Segment Start: INFORMATION
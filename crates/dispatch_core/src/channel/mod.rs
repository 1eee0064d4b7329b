//! Broker-agnostic message channel.
//!
//! This module provides:
//!
//! - **MessageChannel**: exchange/queue declaration, publish and consume
//! - **Delivery**: a received message settled by `ack` or `reject`
//! - **InMemoryBroker**: the in-process broker used by tests and single-node runs
//! - **AmqpConnector**: a RabbitMQ connection through lapin
//! - **Supervisor**: bounded reconnect shared by publishers and consumers
//! - **run_consumer**: decode, dispatch to a handler, settle, resubscribe
//!
//! Envelopes travel as bare JSON payloads and are decoded once at the
//! consumer boundary, as the kind the subscription names. Rejected messages
//! are never requeued; they go to the queue's dead-letter exchange when one is
//! configured and are dropped otherwise.

mod amqp;
mod consumer;
mod error;
mod memory;
mod reconnect;
mod routing;
mod subscription;

use std::fmt;
use std::future::Future;
use std::time::Duration;

use dispatch_contract::contract::Envelope;

pub use amqp::{AmqpChannel, AmqpConnector, AmqpConsumer};
pub use consumer::{run_consumer, HandlerError, MessageHandler};
pub use error::ChannelError;
pub use memory::{InMemoryBroker, MemoryChannel, MemoryConsumer};
pub use reconnect::{connect_with_backoff, ReconnectPolicy, Supervisor};
pub use routing::{routes, topic_matches};
pub use subscription::{ExchangeBinding, Subscription};

/// Publishing to this exchange addresses the queue named by the routing key.
pub const DEFAULT_EXCHANGE: &str = "";

#[derive(Debug, Clone, Copy, PartialEq, Eq, Hash)]
pub enum ExchangeKind {
    Direct,
    Topic,
    Fanout,
}

impl ExchangeKind {
    pub fn as_str(&self) -> &'static str {
        match self {
            ExchangeKind::Direct => "direct",
            ExchangeKind::Topic => "topic",
            ExchangeKind::Fanout => "fanout",
        }
    }
}

impl fmt::Display for ExchangeKind {
    fn fmt(&self, f: &mut fmt::Formatter<'_>) -> fmt::Result {
        f.write_str(self.as_str())
    }
}

#[derive(Debug, Clone, PartialEq, Eq)]
pub struct DeadLetter {
    pub exchange: String,
    /// Replaces the message's routing key when set.
    pub routing_key: Option<String>,
}

#[derive(Debug, Clone, Default, PartialEq, Eq)]
pub struct QueueOptions {
    pub durable: bool,
    /// At most one consumer, removed with the connection that declared it.
    pub exclusive: bool,
    pub dead_letter: Option<DeadLetter>,
    pub message_ttl: Option<Duration>,
}

impl QueueOptions {
    pub fn durable() -> Self {
        Self {
            durable: true,
            ..Self::default()
        }
    }

    pub fn exclusive() -> Self {
        Self {
            exclusive: true,
            ..Self::default()
        }
    }

    pub fn with_dead_letter(mut self, exchange: &str, routing_key: Option<&str>) -> Self {
        self.dead_letter = Some(DeadLetter {
            exchange: exchange.to_string(),
            routing_key: routing_key.map(str::to_string),
        });
        self
    }

    pub fn with_message_ttl(mut self, ttl: Duration) -> Self {
        self.message_ttl = Some(ttl);
        self
    }
}

/// Broker-side settlement of one delivery.
pub trait Settle: Send {
    fn ack(self: Box<Self>) -> Result<(), ChannelError>;
    fn reject(self: Box<Self>) -> Result<(), ChannelError>;
    /// Hand the message back unsettled, as when a connection drops.
    fn release(self: Box<Self>);
}

/// A message handed to one consumer.
///
/// Dropping a delivery without settling it returns the message to its queue
/// flagged as redelivered.
pub struct Delivery {
    body: Vec<u8>,
    exchange: String,
    routing_key: String,
    redelivered: bool,
    settle: Option<Box<dyn Settle>>,
}

impl Delivery {
    pub fn new(
        body: Vec<u8>,
        exchange: String,
        routing_key: String,
        redelivered: bool,
        settle: Box<dyn Settle>,
    ) -> Self {
        Self {
            body,
            exchange,
            routing_key,
            redelivered,
            settle: Some(settle),
        }
    }

    pub fn body(&self) -> &[u8] {
        &self.body
    }

    pub fn exchange(&self) -> &str {
        &self.exchange
    }

    pub fn routing_key(&self) -> &str {
        &self.routing_key
    }

    pub fn redelivered(&self) -> bool {
        self.redelivered
    }

    pub fn ack(mut self) -> Result<(), ChannelError> {
        self.settle.take().map_or(Ok(()), |settle| settle.ack())
    }

    pub fn reject(mut self) -> Result<(), ChannelError> {
        self.settle.take().map_or(Ok(()), |settle| settle.reject())
    }
}

impl fmt::Debug for Delivery {
    fn fmt(&self, f: &mut fmt::Formatter<'_>) -> fmt::Result {
        f.debug_struct("Delivery")
            .field("exchange", &self.exchange)
            .field("routing_key", &self.routing_key)
            .field("redelivered", &self.redelivered)
            .field("bytes", &self.body.len())
            .finish()
    }
}

impl Drop for Delivery {
    fn drop(&mut self) {
        if let Some(settle) = self.settle.take() {
            settle.release();
        }
    }
}

/// One open channel to a broker.
pub trait MessageChannel: Clone + Send + Sync + 'static {
    type Consumer: MessageConsumer;

    /// True once the underlying connection is gone.
    fn is_closed(&self) -> bool;

    fn declare_exchange(
        &self,
        name: &str,
        kind: ExchangeKind,
    ) -> impl Future<Output = Result<(), ChannelError>> + Send;

    fn declare_queue(
        &self,
        name: &str,
        options: QueueOptions,
    ) -> impl Future<Output = Result<(), ChannelError>> + Send;

    fn bind(
        &self,
        queue: &str,
        exchange: &str,
        routing_key: &str,
    ) -> impl Future<Output = Result<(), ChannelError>> + Send;

    /// Returns how many queues the message was routed to.
    fn publish(
        &self,
        exchange: &str,
        routing_key: &str,
        envelope: &Envelope,
    ) -> impl Future<Output = Result<usize, ChannelError>> + Send;

    fn send_to_queue(
        &self,
        queue: &str,
        envelope: &Envelope,
    ) -> impl Future<Output = Result<usize, ChannelError>> + Send {
        self.publish(DEFAULT_EXCHANGE, queue, envelope)
    }

    fn consume(
        &self,
        queue: &str,
    ) -> impl Future<Output = Result<Self::Consumer, ChannelError>> + Send;
}

pub trait MessageConsumer: Send + 'static {
    /// Wait for the next delivery. Fails with `Closed` when the connection drops.
    fn next(&mut self) -> impl Future<Output = Result<Delivery, ChannelError>> + Send;
}

/// Opens channels; the unit a reconnect policy retries.
pub trait Connector: Send + Sync + 'static {
    type Channel: MessageChannel;

    fn connect(&self) -> impl Future<Output = Result<Self::Channel, ChannelError>> + Send;
}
Segment End: INFORMATION
Please make the answer a complete, exact reproduction of the records.

filename crates/dispatch_core/src/channel/mod.rs
repository 1eee0064d4b7329b
//! Broker-agnostic message channel.
//!
//! This module provides:
//!
//! - **MessageChannel**: exchange/queue declaration, publish and consume
//! - **Delivery**: a received message settled by `ack` or `reject`
//! - **InMemoryBroker**: the in-process broker used by tests and single-node runs
//! - **AmqpConnector**: a RabbitMQ connection through lapin
//! - **Supervisor**: bounded reconnect shared by publishers and consumers
//! - **run_consumer**: decode, dispatch to a handler, settle, resubscribe
//!
//! Envelopes travel as bare JSON payloads and are decoded once at the
//! consumer boundary, as the kind the subscription names. Rejected messages
//! are never requeued; they go to the queue's dead-letter exchange when one is
//! configured and are dropped otherwise.

mod amqp;
mod consumer;
mod error;
mod memory;
mod reconnect;
mod routing;
mod subscription;

use std::fmt;
use std::future::Future;
use std::time::Duration;

use dispatch_contract::contract::Envelope;

pub use amqp::{AmqpChannel, AmqpConnector, AmqpConsumer};
pub use consumer::{run_consumer, HandlerError, MessageHandler};
pub use error::ChannelError;
pub use memory::{InMemoryBroker, MemoryChannel, MemoryConsumer};
pub use reconnect::{connect_with_backoff, ReconnectPolicy, Supervisor};
pub use routing::{routes, topic_matches};
pub use subscription::{ExchangeBinding, Subscription};

/// Publishing to this exchange addresses the queue named by the routing key.
pub const DEFAULT_EXCHANGE: &str = "";

#[derive(Debug, Clone, Copy, PartialEq, Eq, Hash)]
pub enum ExchangeKind {
    Direct,
    Topic,
    Fanout,
}

impl ExchangeKind {
    pub fn as_str(&self) -> &'static str {
        match self {
            ExchangeKind::Direct => "direct",
            ExchangeKind::Topic => "topic",
            ExchangeKind::Fanout => "fanout",
        }
    }
}

impl fmt::Display for ExchangeKind {
    fn fmt(&self, f: &mut fmt::Formatter<'_>) -> fmt::Result {
        f.write_str(self.as_str())
    }
}

#[derive(Debug, Clone, PartialEq, Eq)]
pub struct DeadLetter {
    pub exchange: String,
    /// Replaces the message's routing key when set.
    pub routing_key: Option<String>,
}

#[derive(Debug, Clone, Default, PartialEq, Eq)]
pub struct QueueOptions {
    pub durable: bool,
    /// At most one consumer, removed with the connection that declared it.
    pub exclusive: bool,
    pub dead_letter: Option<DeadLetter>,
    pub message_ttl: Option<Duration>,
}

impl QueueOptions {
    pub fn durable() -> Self {
        Self {
            durable: true,
            ..Self::default()
        }
    }

    pub fn exclusive() -> Self {
        Self {
            exclusive: true,
            ..Self::default()
        }
    }

    pub fn with_dead_letter(mut self, exchange: &str, routing_key: Option<&str>) -> Self {
        self.dead_letter = Some(DeadLetter {
            exchange: exchange.to_string(),
            routing_key: routing_key.map(str::to_string),
        });
        self
    }

    pub fn with_message_ttl(mut self, ttl: Duration) -> Self {
        self.message_ttl = Some(ttl);
        self
    }
}

/// Broker-side settlement of one delivery.
pub trait Settle: Send {
    fn ack(self: Box<Self>) -> Result<(), ChannelError>;
    fn reject(self: Box<Self>) -> Result<(), ChannelError>;
    /// Hand the message back unsettled, as when a connection drops.
    fn release(self: Box<Self>);
}

/// A message handed to one consumer.
///
/// Dropping a delivery without settling it returns the message to its queue
/// flagged as redelivered.
pub struct Delivery {
    body: Vec<u8>,
    exchange: String,
    routing_key: String,
    redelivered: bool,
    settle: Option<Box<dyn Settle>>,
}

impl Delivery {
    pub fn new(
        body: Vec<u8>,
        exchange: String,
        routing_key: String,
        redelivered: bool,
        settle: Box<dyn Settle>,
    ) -> Self {
        Self {
            body,
            exchange,
            routing_key,
            redelivered,
            settle: Some(settle),
        }
    }

    pub fn body(&self) -> &[u8] {
        &self.body
    }

    pub fn exchange(&self) -> &str {
        &self.exchange
    }

    pub fn routing_key(&self) -> &str {
        &self.routing_key
    }

    pub fn redelivered(&self) -> bool {
        self.redelivered
    }

    pub fn ack(mut self) -> Result<(), ChannelError> {
        self.settle.take().map_or(Ok(()), |settle| settle.ack())
    }

    pub fn reject(mut self) -> Result<(), ChannelError> {
        self.settle.take().map_or(Ok(()), |settle| settle.reject())
    }
}

impl fmt::Debug for Delivery {
    fn fmt(&self, f: &mut fmt::Formatter<'_>) -> fmt::Result {
        f.debug_struct("Delivery")
            .field("exchange", &self.exchange)
            .field("routing_key", &self.routing_key)
            .field("redelivered", &self.redelivered)
            .field("bytes", &self.body.len())
            .finish()
    }
}

impl Drop for Delivery {
    fn drop(&mut self) {
        if let Some(settle) = self.settle.take() {
            settle.release();
        }
    }
}

/// One open channel to a broker.
pub trait MessageChannel: Clone + Send + Sync + 'static {
    type Consumer: MessageConsumer;

    /// True once the underlying connection is gone.
    fn is_closed(&self) -> bool;

    fn declare_exchange(
        &self,
        name: &str,
        kind: ExchangeKind,
    ) -> impl Future<Output = Result<(), ChannelError>> + Send;

    fn declare_queue(
        &self,
        name: &str,
        options: QueueOptions,
    ) -> impl Future<Output = Result<(), ChannelError>> + Send;

    fn bind(
        &self,
        queue: &str,
        exchange: &str,
        routing_key: &str,
    ) -> impl Future<Output = Result<(), ChannelError>> + Send;

    /// Returns how many queues the message was routed to.
    fn publish(
        &self,
        exchange: &str,
        routing_key: &str,
        envelope: &Envelope,
    ) -> impl Future<Output = Result<usize, ChannelError>> + Send;

    fn send_to_queue(
        &self,
        queue: &str,
        envelope: &Envelope,
    ) -> impl Future<Output = Result<usize, ChannelError>> + Send {
        self.publish(DEFAULT_EXCHANGE, queue, envelope)
    }

    fn consume(
        &self,
        queue: &str,
    ) -> impl Future<Output = Result<Self::Consumer, ChannelError>> + Send;
}

pub trait MessageConsumer: Send + 'static {
    /// Wait for the next delivery. Fails with `Closed` when the connection drops.
    fn next(&mut self) -> impl Future<Output = Result<Delivery, ChannelError>> + Send;
}

/// Opens channels; the unit a reconnect policy retries.
pub trait Connector: Send + Sync + 'static {
    type Channel: MessageChannel;

    fn connect(&self) -> impl Future<Output = Result<Self::Channel, ChannelError>> + Send;
}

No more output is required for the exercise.